Bush, now retired and serving as a bailiff in common pleas court, was called to the stand as the last witness for the prosecution. He recalled finding French asleep in bed with a loaded rifle. Also with him was a suicide note and CSI books and movies.
In the fourth interview between police and French, the former Mount Pleasant Retirement Village employee wanted to know if he could ask a question off the record.
“He (French) asked if the trial could be a quick trial,” Bush testified. “He didn’t want anybody in the courtroom — his family, Mrs. Howe’s family. He said he just wanted it over with.”
During the 30-minute audio interview, Bush asked French, “Number one, either you are a horrible monster, horrible monster or number two, something went wrong, it was an accident or it just didn’t go down the way it was supposed to go.”

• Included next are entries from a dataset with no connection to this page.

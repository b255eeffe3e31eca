//! Output formatting functions.

pub mod json;

use std::io::{self, Write};

use dynq_core::{ItemSink, QueryError, SinkStatus};

use crate::cli::{OutputFormat, OutputMode};

pub use json::{ArraySink, LineSink};

/// Format a value for output.
pub fn format_output<T: serde::Serialize + ?Sized>(
    value: &T,
    format: OutputFormat,
) -> Result<String, QueryError> {
    match format {
        OutputFormat::Json => serde_json::to_string(value),
        OutputFormat::Pretty => serde_json::to_string_pretty(value),
    }
    .map_err(|e| QueryError::Output(e.to_string()))
}

/// Builds the sink for the requested output mode.
pub fn sink_for<'a, W: Write + 'a>(
    mode: OutputMode,
    format: OutputFormat,
    writer: W,
) -> Box<dyn ItemSink + 'a> {
    match mode {
        OutputMode::Lines => Box::new(LineSink::new(writer, format)),
        OutputMode::Array => Box::new(ArraySink::new(writer, format)),
    }
}

/// Maps a write result to a sink status. A broken pipe means the reader went away.
pub(crate) fn write_status(result: io::Result<()>) -> Result<SinkStatus, QueryError> {
    match result {
        Ok(()) => Ok(SinkStatus::Accepted),
        Err(e) if e.kind() == io::ErrorKind::BrokenPipe => Ok(SinkStatus::Closed),
        Err(e) => Err(QueryError::Output(e.to_string())),
    }
}

/// Writes table names one per line, stopping if the reader goes away.
pub fn write_table_names<W: Write>(
    mut writer: W,
    names: &[String],
) -> Result<SinkStatus, QueryError> {
    for name in names {
        if write_status(writeln!(writer, "{}", name))? == SinkStatus::Closed {
            return Ok(SinkStatus::Closed);
        }
    }
    write_status(writer.flush())
}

French answered, “It was number two.”
Prosecutors say French hatched a plan to rob Howe using the ruse of repairing her medical alarm system. Once he gained entry to her home, French shocked Howe with a stun gun, but when she didn’t go down, he choked her, then slit her throat with a double-edged knife.

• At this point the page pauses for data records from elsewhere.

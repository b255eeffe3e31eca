use thiserror::Error;

/// Errors reported by the store collaborators (catalog and page sources).
#[derive(Debug, Error, Clone, PartialEq, Eq)]
pub enum StoreError {
    #[error("Table '{table}' not found")]
    TableNotFound { table: String },
    #[error("Store request failed: {0}")]
    Request(String),
}

/// Errors that can occur while translating or running a query.
#[derive(Debug, Error, Clone, PartialEq, Eq)]
pub enum QueryError {
    #[error("Failed to resolve schema for table '{table}': {message}")]
    SchemaResolution { table: String, message: String },
    #[error("Unknown attribute: {name}")]
    UnknownAttribute { name: String },
    #[error("Table '{table}' has no sort key")]
    MissingSortKey { table: String },
    #[error("Page {page} request failed: {message}")]
    StoreRequest { page: usize, message: String },
    #[error("Conversion error: {0}")]
    Conversion(String),
    #[error("Output error: {0}")]
    Output(String),
}

/// Result type for query operations.
pub type Result<T> = std::result::Result<T, QueryError>;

French’s attorneys have argued that while he did cause Howe’s death, it was accidental after she didn’t fall when shocked with a stun gun. The defense said French then choked Howe and only cut her throat when he thought she was already dead.
“It wasn’t my intention to choke her to death,” French said.
French said he knew Howe was dead because “I felt my soul leave.”
When Bush asked French if it was a relief that he has finally been arrested.
In the confession tape, French said he dragged Howe and dropped her in the crawl space and left the residence tossing her clothes and bed sheets in a Dumpster at the retirement community. He later returned to the house, placed Howe’s body in her car then slit her throat, cut her hair in an attempt to get rid of DNA from his saliva, then poured peroxide on her as well as vacuum cleaner contents.
French said he took $18 from Howe and a more than 3-carat diamond ring that he said he tossed out the window when he drove her car to a Middletown apartment complex and left it.
“It is terrible and maybe I am a monster. I just never planned to be like that,” French said.
Bush was asked by defense attorney Melynda Cook to read French’s note found with him at the time of his arrest.
In it, French thanked his family, told them to “burn him” and ended the suicide note with, “Forgive me Lord in Jesus Christ’s name, amen.”
French’s sister who has been in the courtroom during the entire trial, cried softly.
If French is convicted of aggravated murder, there will be a penalty phase in which the jury will consider death, life without the possibility of parole, 30 years to life or 25 years to life for French.
The defense called no witnesses. Closing arguments are expected to begin Thursday.